• **TASK REQUIREMENTS**
Search the listing below for the word "Just" and copy each line where it appears.

• **RECORD EXTRACTS**

• • •

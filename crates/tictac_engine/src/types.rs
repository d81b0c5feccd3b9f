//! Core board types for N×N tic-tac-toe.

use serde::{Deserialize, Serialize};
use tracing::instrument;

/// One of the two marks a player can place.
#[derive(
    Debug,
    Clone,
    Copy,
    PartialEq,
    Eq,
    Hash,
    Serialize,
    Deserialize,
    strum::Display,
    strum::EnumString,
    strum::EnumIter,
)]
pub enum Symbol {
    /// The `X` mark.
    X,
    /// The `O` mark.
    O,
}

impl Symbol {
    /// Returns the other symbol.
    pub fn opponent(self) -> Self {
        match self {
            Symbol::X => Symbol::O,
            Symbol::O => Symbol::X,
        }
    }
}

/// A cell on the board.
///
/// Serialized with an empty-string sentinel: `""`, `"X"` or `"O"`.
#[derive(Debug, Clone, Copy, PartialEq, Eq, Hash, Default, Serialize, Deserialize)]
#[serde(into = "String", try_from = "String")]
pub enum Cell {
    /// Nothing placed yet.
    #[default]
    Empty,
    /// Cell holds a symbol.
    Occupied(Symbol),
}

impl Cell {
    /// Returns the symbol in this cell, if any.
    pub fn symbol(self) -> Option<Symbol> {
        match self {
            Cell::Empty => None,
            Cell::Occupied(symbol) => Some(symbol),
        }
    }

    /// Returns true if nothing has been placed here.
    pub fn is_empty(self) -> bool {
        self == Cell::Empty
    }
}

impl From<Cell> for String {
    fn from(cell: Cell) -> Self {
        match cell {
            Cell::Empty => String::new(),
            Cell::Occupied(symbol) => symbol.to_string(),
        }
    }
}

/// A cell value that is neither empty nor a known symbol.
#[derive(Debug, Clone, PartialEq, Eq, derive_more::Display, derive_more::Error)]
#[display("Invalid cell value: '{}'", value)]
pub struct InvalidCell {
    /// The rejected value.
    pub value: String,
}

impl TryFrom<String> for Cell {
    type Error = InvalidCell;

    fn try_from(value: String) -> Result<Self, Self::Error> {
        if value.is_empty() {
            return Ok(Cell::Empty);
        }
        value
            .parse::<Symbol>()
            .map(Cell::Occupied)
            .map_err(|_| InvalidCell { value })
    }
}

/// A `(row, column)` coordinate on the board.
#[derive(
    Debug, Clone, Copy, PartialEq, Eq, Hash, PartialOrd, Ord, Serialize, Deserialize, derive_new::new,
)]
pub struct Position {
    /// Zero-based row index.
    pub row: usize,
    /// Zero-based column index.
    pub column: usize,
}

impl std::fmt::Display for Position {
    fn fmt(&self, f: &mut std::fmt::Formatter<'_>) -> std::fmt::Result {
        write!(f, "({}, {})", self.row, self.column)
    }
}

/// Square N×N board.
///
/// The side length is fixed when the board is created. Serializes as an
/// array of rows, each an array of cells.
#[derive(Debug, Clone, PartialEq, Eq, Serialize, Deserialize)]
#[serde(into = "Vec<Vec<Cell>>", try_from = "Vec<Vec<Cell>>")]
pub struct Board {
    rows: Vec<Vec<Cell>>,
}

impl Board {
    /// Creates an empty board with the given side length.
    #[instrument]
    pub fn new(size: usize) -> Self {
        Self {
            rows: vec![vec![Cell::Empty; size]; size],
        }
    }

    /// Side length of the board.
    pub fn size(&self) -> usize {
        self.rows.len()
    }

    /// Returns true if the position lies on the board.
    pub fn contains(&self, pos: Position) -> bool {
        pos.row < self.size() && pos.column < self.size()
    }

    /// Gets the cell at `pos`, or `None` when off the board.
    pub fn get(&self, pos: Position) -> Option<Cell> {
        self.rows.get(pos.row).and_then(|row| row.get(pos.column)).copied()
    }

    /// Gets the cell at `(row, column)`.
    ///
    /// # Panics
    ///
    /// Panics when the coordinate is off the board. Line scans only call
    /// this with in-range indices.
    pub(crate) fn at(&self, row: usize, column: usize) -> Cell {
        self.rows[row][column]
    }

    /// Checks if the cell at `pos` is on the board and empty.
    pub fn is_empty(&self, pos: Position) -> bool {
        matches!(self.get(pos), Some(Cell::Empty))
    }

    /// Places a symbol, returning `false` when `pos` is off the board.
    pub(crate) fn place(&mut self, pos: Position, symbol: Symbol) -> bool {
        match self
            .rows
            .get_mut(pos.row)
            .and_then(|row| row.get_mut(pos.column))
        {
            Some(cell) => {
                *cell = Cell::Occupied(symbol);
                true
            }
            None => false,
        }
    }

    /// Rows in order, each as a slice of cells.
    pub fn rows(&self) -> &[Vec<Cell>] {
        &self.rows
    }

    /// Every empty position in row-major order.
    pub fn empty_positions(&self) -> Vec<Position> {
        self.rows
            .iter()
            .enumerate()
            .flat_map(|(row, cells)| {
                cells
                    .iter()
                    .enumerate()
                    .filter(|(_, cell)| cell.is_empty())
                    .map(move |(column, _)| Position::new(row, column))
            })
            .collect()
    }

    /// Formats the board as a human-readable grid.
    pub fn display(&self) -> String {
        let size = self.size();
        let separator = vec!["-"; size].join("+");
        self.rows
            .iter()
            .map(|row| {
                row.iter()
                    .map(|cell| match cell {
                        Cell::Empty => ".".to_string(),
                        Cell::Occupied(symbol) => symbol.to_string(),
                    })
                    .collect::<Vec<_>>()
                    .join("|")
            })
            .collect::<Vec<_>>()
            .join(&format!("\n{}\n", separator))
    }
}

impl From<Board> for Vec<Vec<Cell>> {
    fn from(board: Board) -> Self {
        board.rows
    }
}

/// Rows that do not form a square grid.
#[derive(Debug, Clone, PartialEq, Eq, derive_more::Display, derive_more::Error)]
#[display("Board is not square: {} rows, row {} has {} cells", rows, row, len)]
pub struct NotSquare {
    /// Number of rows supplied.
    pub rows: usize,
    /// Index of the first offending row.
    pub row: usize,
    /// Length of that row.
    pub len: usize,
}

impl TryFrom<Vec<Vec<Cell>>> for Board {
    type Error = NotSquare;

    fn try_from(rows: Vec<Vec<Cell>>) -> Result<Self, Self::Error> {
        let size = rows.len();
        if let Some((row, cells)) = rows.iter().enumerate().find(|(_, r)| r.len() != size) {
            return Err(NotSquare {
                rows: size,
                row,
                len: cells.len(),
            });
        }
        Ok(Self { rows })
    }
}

• • •

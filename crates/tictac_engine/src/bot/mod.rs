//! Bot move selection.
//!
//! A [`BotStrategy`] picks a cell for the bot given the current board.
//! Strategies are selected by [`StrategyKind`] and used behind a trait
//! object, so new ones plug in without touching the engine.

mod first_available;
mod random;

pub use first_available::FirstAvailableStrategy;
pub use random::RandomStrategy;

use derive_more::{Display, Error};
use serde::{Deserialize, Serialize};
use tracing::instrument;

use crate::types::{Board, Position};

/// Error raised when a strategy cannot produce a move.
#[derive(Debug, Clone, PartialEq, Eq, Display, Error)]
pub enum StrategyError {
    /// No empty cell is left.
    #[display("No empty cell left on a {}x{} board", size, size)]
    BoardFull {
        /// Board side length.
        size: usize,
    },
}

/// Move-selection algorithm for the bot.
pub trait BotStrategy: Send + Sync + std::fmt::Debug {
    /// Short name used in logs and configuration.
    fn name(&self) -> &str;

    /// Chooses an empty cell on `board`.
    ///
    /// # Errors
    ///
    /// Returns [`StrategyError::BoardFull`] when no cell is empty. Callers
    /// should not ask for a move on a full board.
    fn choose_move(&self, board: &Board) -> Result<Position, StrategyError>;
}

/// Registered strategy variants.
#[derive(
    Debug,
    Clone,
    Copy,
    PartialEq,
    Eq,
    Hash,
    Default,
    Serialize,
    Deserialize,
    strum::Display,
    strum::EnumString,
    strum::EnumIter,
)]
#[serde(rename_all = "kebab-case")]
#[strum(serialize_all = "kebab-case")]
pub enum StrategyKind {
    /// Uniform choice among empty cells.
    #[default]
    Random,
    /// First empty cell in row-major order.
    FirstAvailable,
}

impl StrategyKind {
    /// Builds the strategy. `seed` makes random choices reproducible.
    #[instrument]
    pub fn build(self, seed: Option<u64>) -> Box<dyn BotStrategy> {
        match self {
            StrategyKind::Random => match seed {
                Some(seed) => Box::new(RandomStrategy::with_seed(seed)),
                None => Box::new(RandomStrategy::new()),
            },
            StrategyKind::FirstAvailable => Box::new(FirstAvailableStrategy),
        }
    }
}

• • •

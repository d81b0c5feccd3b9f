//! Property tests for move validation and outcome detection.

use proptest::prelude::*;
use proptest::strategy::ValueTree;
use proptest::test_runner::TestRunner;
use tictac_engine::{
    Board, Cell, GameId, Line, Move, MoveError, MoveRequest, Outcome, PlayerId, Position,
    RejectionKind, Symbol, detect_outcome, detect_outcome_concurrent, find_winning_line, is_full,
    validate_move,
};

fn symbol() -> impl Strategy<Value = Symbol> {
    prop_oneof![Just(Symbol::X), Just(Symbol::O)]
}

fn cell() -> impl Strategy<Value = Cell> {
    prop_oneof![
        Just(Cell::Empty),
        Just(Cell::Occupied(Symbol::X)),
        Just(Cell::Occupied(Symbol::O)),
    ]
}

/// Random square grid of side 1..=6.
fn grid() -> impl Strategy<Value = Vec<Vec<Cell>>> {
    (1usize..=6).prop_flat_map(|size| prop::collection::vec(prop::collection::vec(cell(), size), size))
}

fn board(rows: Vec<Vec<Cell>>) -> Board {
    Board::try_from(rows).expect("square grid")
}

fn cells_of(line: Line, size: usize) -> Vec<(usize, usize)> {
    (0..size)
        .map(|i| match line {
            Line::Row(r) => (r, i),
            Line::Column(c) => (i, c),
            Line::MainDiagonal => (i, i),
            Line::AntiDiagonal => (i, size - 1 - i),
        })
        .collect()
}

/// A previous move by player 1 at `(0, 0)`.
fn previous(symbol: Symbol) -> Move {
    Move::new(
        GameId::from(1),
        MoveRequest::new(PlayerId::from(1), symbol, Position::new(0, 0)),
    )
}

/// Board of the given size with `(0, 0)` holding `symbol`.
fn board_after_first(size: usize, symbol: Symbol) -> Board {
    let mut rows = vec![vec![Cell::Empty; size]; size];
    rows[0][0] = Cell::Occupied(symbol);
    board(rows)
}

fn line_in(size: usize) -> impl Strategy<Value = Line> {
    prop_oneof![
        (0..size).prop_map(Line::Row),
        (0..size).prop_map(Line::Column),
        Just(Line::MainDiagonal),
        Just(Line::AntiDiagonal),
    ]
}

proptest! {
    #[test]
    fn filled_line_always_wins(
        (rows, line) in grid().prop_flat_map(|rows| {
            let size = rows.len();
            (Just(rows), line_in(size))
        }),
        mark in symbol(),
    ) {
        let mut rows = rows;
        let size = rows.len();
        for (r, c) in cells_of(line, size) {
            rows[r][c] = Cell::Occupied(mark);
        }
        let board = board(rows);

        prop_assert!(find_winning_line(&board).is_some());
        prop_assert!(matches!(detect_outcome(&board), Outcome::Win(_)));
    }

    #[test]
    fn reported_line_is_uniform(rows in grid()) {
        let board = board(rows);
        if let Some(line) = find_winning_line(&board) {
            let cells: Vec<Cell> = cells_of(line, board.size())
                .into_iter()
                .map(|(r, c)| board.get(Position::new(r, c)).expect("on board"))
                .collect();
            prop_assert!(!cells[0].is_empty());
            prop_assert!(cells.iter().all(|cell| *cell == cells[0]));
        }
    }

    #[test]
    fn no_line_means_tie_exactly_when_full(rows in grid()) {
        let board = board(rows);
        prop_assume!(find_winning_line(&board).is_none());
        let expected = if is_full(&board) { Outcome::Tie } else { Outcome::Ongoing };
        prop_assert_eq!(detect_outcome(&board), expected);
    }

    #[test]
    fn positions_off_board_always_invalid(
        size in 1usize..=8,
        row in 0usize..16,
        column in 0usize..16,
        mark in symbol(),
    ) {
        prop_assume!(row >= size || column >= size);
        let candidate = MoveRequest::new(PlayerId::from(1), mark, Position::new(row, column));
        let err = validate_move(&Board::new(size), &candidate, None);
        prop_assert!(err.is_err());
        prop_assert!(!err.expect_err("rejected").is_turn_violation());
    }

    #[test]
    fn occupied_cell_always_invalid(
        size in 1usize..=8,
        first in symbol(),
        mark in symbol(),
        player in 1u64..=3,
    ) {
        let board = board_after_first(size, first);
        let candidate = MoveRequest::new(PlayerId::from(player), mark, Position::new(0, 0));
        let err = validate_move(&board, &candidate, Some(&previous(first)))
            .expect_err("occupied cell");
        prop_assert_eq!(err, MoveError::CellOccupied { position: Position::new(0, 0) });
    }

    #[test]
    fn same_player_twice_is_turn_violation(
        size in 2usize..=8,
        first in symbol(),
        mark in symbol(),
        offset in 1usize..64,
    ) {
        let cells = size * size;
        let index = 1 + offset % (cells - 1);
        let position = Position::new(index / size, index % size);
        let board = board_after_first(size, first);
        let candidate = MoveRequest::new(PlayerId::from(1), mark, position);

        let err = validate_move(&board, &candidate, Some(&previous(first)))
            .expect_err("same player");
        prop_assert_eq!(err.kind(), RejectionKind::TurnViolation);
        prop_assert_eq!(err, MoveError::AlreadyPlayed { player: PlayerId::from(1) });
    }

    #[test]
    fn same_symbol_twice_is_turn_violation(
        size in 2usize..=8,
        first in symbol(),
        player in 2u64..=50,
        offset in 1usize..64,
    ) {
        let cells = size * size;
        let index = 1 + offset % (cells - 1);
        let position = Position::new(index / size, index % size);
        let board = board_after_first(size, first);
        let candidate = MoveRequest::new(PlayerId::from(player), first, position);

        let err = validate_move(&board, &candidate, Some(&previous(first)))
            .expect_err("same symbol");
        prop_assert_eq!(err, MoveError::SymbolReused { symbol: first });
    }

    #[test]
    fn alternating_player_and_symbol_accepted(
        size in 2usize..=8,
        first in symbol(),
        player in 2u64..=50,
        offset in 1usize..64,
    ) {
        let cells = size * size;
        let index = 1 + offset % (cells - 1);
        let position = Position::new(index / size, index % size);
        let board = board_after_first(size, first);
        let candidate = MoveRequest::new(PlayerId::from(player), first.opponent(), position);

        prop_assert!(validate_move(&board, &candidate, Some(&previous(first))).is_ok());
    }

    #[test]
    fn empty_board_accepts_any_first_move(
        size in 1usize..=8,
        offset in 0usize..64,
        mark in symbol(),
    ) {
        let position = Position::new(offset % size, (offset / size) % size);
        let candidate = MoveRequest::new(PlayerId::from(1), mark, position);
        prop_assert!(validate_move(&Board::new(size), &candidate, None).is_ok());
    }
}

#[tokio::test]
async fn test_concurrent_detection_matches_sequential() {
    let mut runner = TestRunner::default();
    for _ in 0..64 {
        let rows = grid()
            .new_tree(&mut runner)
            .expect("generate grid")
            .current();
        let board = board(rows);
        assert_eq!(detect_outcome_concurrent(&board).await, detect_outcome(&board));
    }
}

• • •

• **COMPLETED EXERCISE**
    prop_oneof![Just(Symbol::X), Just(Symbol::O)]
        Just(Cell::Empty),
        Just(Cell::Occupied(Symbol::X)),
        Just(Cell::Occupied(Symbol::O)),
        Just(Line::MainDiagonal),
        Just(Line::AntiDiagonal),
            (Just(rows), line_in(size))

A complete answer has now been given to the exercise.